Rigorous analysis of highly tunable cylindrical Transverse Magnetic mode re-entrant cavities

TL;DR

This paper presents a rigorous FEM-based analysis of cylindrical re-entrant cavities, demonstrating their high tunability from 2 GHz to 22 GHz and exploring the limitations of lumped element models.

Contribution

The study introduces a detailed FEM analysis of re-entrant cavities and designs a highly tunable cavity with a mode transformation from re-entrant to TM mode.

Findings

FEM analysis aligns well with experimental results.

The cavity can be tuned from 2 GHz to 22 GHz.

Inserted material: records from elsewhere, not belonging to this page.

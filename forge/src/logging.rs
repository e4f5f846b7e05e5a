//! Development-time tracing for debugging the engine.
//!
//! Dev diagnostics via `RUST_LOG`, output to stderr. Run artifacts (plan,
//! checklist, summary, diff) live on the run state and are unaffected by the
//! filter.

use tracing_subscriber::{EnvFilter, fmt, layer::SubscriberExt, util::SubscriberInitExt};

/// Initialize tracing subscriber for development logging.
///
/// Reads `RUST_LOG` env var. Defaults to `warn` if unset.
/// Output: stderr, compact format.
///
/// # Example
/// ```bash
/// RUST_LOG=forge=debug cargo run -- run --repo . --request "..."
/// ```
pub fn init() {
    let filter = EnvFilter::try_from_default_env().unwrap_or_else(|_| EnvFilter::new("warn"));

    tracing_subscriber::registry()
        .with(filter)
        .with(fmt::layer().with_writer(std::io::stderr).compact())
        .init();
}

Mode structure transitions from re-entrant to TM mode during tuning.

Abstract

Cylindrical re-entrant cavities are unique three-dimensional structures that resonate with their electric and magnetic fields in separate parts of the cavity. To further understand these devices, we undertake rigorous analysis of the properties of the resonance using in-house developed Finite Element Method (FEM) software capable of dealing with small gap structures of extreme aspect ratio. Comparisons between the FEM method and experiments are consistent and we illustrate where predictions using established lumped element models work well and where they are limited. With the aid of the modeling we design a highly tunable cavity that can be tuned from 2 GHz to 22 GHz just by inserting a post into a fixed dimensioned cylindrical cavity. We show this is possible as the mode structure transforms from a re-entrant mode during the tuning process to a standard cylindrical Transverse Magnetic (TM) mode.